-- Task material --

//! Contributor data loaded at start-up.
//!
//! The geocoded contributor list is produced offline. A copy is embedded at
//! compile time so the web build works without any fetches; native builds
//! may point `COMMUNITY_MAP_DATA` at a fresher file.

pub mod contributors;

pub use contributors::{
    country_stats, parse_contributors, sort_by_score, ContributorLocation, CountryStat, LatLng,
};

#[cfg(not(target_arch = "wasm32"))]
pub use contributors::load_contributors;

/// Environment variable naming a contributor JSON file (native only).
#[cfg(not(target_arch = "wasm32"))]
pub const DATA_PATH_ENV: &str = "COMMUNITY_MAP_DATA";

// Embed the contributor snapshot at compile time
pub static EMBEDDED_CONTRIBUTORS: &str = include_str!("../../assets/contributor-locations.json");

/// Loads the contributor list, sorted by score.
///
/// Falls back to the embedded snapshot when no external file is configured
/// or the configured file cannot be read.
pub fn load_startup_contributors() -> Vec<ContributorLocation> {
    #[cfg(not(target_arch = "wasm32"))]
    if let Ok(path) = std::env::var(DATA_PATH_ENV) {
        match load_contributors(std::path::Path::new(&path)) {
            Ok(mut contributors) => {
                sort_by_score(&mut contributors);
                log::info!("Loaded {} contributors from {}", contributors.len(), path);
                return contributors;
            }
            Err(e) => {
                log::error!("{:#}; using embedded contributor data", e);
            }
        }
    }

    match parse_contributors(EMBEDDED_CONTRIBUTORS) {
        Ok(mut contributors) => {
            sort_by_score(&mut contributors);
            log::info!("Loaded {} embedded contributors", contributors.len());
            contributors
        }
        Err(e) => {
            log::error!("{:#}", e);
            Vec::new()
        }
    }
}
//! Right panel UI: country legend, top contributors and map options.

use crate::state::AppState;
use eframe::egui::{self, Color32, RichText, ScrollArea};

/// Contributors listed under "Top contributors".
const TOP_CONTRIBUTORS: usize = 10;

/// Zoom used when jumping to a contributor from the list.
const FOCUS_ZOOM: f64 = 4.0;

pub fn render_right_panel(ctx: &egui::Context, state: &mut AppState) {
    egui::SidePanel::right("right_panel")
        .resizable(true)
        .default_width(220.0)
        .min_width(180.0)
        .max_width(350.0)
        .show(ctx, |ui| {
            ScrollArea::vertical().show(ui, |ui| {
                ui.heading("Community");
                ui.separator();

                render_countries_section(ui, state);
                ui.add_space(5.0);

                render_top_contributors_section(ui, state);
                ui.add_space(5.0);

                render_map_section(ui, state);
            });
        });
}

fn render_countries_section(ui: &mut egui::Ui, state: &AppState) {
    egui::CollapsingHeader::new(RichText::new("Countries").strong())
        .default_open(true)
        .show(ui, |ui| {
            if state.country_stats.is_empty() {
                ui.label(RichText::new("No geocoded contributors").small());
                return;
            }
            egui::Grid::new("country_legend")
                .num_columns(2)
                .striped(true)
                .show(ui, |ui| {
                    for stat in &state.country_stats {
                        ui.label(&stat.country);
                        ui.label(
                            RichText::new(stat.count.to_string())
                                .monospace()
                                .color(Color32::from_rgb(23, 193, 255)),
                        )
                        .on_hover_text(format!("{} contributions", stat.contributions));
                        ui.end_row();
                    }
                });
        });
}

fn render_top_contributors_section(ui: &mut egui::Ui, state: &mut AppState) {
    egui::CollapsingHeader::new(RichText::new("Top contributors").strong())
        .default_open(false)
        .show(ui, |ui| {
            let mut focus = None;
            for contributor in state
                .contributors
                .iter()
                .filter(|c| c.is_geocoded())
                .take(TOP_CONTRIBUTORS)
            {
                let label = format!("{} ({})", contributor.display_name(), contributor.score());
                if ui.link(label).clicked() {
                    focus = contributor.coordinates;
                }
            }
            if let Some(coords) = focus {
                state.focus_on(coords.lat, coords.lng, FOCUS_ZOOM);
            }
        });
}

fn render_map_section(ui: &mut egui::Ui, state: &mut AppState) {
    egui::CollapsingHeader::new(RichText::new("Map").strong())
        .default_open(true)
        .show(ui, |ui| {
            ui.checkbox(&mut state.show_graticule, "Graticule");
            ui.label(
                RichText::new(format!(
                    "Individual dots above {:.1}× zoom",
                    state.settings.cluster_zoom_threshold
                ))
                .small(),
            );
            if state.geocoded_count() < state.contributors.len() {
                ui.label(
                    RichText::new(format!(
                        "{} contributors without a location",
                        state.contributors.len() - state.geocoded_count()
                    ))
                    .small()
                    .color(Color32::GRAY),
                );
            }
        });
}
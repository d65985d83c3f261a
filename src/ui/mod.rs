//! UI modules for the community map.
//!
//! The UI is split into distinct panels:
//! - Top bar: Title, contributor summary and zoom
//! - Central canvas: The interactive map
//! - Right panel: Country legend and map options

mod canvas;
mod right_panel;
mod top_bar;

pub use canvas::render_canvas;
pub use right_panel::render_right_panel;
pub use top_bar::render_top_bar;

-- Work order --
Read the entries above and find each line holding the word "compile". Copy it out.

-- Task answer --
//! compile time so the web build works without any fetches; native builds
// Embed the contributor snapshot at compile time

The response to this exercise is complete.